Dataset entries |
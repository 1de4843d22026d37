/**
 * Session Tokens
 *
 * JWT generation and validation for socket authentication. Keys are built
 * once from `ServerConfig` and shared through `AppState`.
 */

use chrono::Utc;
use jsonwebtoken::{decode, encode, DecodingKey, EncodingKey, Header, Validation};
use serde::{Deserialize, Serialize};
use uuid::Uuid;

/// Default token lifetime: 30 days
pub const DEFAULT_TOKEN_TTL_SECS: u64 = 30 * 24 * 60 * 60;

/// JWT claims structure
#[derive(Debug, Clone, Serialize, Deserialize, PartialEq, Eq)]
pub struct Claims {
    /// User ID
    pub sub: String,
    /// Email
    pub email: String,
    /// Expiration time (Unix timestamp)
    pub exp: u64,
    /// Issued at time (Unix timestamp)
    pub iat: u64,
}

/// HS256 signing and verification keys
#[derive(Clone)]
pub struct JwtKeys {
    encoding: EncodingKey,
    decoding: DecodingKey,
    ttl_secs: u64,
}

impl JwtKeys {
    pub fn new(secret: &str) -> Self {
        Self {
            encoding: EncodingKey::from_secret(secret.as_bytes()),
            decoding: DecodingKey::from_secret(secret.as_bytes()),
            ttl_secs: DEFAULT_TOKEN_TTL_SECS,
        }
    }

    pub fn with_ttl(mut self, ttl_secs: u64) -> Self {
        self.ttl_secs = ttl_secs;
        self
    }

    /// Sign arbitrary claims
    pub fn sign(&self, claims: &Claims) -> Result<String, jsonwebtoken::errors::Error> {
        encode(&Header::default(), claims, &self.encoding)
    }
}

impl std::fmt::Debug for JwtKeys {
    fn fmt(&self, f: &mut std::fmt::Formatter<'_>) -> std::fmt::Result {
        f.debug_struct("JwtKeys")
            .field("ttl_secs", &self.ttl_secs)
            .finish_non_exhaustive()
    }
}

fn now_secs() -> u64 {
    Utc::now().timestamp().max(0) as u64
}

/// Create a JWT token for a user
///
/// # Arguments
/// * `user_id` - User ID (UUID)
/// * `email` - User email
/// * `keys` - Signing keys
///
/// # Returns
/// JWT token string
pub fn create_token(
    user_id: Uuid,
    email: impl Into<String>,
    keys: &JwtKeys,
) -> Result<String, jsonwebtoken::errors::Error> {
    let now = now_secs();
    let claims = Claims {
        sub: user_id.to_string(),
        email: email.into(),
        exp: now + keys.ttl_secs,
        iat: now,
    };
    keys.sign(&claims)
}

/// Verify and decode a JWT token
///
/// Rejects bad signatures and tokens expired beyond the default leeway.
pub fn verify_token(token: &str, keys: &JwtKeys) -> Result<Claims, jsonwebtoken::errors::Error> {
    let validation = Validation::default();
    let token_data = decode::<Claims>(token, &keys.decoding, &validation)?;
    Ok(token_data.claims)
}
//! Route configuration.

/// Main router creation
pub mod router;

pub use router::create_router;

EXERCISE |
Find the word "Clone" in the data and copy out each line where it turns up.

ANSWER SPACE |
#[derive(Debug, Clone, Serialize, Deserialize, PartialEq, Eq)]
#[derive(Clone)]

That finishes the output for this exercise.